Start of Block

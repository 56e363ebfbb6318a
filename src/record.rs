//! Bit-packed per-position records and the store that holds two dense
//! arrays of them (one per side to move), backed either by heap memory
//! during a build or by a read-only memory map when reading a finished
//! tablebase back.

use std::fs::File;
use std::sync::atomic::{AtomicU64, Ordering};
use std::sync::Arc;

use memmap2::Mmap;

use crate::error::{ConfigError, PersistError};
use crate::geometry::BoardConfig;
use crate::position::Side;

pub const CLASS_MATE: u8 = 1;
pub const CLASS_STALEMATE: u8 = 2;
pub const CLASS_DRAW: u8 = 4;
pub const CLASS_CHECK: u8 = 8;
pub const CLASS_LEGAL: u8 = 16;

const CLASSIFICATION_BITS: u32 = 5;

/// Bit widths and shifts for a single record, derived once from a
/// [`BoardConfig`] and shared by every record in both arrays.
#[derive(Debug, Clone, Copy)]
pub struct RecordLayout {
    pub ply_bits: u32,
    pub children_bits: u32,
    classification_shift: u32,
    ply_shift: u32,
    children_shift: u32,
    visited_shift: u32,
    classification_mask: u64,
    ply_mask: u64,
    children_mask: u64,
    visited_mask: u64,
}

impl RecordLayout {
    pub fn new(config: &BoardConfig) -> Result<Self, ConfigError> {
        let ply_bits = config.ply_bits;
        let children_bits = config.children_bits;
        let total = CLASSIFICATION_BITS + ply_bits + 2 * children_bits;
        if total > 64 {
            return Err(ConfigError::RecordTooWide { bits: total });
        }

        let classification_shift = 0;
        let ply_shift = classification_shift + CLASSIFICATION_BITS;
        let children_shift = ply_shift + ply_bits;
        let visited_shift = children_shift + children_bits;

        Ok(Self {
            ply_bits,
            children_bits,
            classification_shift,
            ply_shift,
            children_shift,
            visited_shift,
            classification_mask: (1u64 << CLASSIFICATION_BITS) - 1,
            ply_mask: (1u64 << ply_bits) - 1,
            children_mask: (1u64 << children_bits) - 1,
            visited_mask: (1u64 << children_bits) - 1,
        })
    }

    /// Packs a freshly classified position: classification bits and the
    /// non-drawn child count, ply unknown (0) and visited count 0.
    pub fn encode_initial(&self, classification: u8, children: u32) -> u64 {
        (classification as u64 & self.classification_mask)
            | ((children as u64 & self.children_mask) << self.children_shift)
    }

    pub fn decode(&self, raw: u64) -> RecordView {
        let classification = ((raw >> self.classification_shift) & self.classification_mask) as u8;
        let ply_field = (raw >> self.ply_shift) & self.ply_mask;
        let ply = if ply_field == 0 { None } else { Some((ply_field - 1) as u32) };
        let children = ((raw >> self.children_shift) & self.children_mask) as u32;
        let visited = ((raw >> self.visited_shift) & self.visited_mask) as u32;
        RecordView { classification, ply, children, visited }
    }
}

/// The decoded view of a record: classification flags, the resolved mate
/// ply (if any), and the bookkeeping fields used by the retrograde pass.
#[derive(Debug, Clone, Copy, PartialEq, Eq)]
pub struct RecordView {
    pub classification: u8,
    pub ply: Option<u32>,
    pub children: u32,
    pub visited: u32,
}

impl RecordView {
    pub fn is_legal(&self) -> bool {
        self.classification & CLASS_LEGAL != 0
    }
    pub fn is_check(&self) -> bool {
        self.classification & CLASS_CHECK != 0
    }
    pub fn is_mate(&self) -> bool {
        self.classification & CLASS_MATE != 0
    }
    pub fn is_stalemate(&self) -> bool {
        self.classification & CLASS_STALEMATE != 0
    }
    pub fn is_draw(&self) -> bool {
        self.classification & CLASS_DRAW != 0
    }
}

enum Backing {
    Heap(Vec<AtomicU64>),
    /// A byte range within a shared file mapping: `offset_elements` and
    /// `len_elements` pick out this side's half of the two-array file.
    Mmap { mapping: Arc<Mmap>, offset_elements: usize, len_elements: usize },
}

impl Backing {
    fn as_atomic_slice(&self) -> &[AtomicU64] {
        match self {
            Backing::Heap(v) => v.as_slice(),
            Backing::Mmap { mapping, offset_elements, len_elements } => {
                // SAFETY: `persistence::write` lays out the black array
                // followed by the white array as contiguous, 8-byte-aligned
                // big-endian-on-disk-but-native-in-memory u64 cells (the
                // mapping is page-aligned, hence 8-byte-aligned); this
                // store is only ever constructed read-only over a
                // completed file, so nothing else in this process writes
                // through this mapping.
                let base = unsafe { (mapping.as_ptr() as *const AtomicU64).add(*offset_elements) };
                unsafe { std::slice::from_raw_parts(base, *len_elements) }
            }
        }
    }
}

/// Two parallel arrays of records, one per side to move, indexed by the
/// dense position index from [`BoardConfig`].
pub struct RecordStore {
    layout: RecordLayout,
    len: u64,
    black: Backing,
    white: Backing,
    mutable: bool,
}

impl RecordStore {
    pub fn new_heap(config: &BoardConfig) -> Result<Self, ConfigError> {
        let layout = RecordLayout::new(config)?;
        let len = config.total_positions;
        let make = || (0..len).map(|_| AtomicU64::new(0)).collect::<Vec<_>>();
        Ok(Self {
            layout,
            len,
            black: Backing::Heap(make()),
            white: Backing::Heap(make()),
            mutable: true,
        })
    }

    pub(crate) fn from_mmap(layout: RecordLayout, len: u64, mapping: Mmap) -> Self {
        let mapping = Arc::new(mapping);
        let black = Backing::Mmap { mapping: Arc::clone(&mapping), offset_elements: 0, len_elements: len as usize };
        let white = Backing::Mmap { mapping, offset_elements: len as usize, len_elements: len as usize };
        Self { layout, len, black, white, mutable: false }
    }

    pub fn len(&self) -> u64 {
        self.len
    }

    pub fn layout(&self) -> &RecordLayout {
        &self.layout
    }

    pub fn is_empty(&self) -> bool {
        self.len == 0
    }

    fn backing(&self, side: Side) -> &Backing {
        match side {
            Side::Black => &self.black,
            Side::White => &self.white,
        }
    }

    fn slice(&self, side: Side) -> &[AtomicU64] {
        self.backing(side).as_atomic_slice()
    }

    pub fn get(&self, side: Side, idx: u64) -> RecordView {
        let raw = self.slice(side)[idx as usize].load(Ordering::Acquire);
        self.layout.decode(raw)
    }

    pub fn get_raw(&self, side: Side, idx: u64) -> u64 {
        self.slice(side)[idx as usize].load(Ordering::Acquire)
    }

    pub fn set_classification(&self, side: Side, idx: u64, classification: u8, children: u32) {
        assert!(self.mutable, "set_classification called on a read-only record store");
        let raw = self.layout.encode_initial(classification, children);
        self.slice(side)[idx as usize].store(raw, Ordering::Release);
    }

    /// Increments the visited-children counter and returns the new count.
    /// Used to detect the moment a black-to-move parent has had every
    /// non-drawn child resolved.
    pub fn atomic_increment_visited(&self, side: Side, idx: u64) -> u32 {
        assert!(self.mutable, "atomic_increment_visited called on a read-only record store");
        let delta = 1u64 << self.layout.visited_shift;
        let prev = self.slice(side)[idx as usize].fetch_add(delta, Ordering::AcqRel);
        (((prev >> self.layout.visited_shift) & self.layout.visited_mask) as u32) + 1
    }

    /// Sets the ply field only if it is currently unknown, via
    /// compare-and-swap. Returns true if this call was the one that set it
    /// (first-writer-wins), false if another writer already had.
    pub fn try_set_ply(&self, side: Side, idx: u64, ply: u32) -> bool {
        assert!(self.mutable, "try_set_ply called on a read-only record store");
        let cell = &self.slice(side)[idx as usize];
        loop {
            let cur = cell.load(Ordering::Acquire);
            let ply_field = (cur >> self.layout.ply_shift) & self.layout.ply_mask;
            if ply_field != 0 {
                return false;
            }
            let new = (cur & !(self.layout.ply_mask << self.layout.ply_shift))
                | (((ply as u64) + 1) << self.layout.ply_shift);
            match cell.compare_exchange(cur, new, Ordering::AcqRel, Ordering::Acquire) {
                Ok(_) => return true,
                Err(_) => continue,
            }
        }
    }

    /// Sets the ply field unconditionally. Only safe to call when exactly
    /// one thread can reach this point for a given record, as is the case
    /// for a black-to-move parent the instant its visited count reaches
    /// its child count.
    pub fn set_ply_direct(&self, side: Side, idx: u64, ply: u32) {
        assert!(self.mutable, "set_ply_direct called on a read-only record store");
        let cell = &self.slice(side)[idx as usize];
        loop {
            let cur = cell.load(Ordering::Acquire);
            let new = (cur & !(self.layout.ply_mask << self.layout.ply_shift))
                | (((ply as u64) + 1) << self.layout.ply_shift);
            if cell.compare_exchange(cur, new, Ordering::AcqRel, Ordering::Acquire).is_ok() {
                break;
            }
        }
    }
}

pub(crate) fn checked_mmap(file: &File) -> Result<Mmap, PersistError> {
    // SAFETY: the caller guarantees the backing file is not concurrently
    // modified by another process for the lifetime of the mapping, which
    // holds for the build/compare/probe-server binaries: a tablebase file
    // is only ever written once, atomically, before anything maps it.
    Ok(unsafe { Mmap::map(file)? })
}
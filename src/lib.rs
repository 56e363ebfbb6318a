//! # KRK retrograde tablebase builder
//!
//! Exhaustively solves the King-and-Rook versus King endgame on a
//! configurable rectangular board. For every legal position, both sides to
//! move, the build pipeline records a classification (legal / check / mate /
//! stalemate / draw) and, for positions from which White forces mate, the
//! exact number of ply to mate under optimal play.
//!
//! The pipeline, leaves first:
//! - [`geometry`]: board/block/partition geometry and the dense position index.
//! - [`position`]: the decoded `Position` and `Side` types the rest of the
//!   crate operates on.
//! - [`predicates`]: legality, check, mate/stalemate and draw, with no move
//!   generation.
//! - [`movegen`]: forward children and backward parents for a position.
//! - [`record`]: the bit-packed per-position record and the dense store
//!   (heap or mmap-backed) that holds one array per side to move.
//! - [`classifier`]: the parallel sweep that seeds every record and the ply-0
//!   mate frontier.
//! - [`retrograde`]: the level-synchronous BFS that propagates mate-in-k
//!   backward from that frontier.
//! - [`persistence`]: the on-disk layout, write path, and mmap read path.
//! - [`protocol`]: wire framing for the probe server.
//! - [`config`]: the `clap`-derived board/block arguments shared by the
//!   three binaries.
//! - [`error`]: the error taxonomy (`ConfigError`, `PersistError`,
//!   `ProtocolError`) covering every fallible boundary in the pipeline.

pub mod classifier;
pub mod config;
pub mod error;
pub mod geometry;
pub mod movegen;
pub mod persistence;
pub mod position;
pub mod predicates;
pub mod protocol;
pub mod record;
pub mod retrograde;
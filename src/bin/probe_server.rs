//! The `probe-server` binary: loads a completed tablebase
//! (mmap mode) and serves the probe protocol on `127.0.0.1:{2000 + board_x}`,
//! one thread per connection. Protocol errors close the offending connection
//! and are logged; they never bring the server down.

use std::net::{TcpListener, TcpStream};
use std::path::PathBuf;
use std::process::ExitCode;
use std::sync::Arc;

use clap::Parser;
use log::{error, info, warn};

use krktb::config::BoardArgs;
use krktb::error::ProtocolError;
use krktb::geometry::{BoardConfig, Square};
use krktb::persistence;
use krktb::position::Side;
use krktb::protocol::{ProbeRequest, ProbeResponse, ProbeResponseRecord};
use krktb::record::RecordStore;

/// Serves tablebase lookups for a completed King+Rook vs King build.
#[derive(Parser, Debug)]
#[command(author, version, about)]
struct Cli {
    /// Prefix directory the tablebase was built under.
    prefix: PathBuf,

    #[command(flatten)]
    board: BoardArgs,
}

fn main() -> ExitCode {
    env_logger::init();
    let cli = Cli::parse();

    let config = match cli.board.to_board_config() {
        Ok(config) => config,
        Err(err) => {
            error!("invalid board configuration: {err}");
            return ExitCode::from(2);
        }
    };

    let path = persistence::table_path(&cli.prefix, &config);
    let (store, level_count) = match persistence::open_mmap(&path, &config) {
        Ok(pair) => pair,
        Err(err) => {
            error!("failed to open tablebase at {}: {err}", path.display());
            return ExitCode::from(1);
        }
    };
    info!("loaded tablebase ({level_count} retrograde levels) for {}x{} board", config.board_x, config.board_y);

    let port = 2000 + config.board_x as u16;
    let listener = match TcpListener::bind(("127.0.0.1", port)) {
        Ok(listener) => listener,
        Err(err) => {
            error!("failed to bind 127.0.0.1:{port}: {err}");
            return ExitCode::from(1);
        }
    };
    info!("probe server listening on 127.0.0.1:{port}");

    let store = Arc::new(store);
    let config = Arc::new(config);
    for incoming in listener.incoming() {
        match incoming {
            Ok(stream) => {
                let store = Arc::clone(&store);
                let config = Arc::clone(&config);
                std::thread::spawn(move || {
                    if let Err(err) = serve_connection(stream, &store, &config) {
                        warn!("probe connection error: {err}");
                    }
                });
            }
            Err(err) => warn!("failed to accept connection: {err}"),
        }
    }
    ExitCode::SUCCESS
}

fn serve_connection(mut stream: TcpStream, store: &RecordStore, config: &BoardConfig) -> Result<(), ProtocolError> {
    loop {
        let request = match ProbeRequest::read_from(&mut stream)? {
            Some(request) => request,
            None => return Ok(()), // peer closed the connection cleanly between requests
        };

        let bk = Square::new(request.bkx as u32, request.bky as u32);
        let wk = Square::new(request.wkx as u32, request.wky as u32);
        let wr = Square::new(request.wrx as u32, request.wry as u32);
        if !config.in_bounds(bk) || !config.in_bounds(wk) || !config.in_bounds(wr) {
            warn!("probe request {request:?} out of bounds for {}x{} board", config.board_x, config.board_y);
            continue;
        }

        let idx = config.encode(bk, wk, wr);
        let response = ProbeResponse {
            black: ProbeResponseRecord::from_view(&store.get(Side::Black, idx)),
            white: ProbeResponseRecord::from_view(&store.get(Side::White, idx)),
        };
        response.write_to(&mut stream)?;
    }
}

End of Block

▶ _What is needed_:
In the listing, find all lines with the string "every" and copy them.

▶ _Exercise output_:
/// [`BoardConfig`] and shared by every record in both arrays.
    /// Used to detect the moment a black-to-move parent has had every
//! configurable rectangular board. For every legal position, both sides to
//! - [`classifier`]: the parallel sweep that seeds every record and the ply-0
//!   `ProtocolError`) covering every fallible boundary in the pipeline.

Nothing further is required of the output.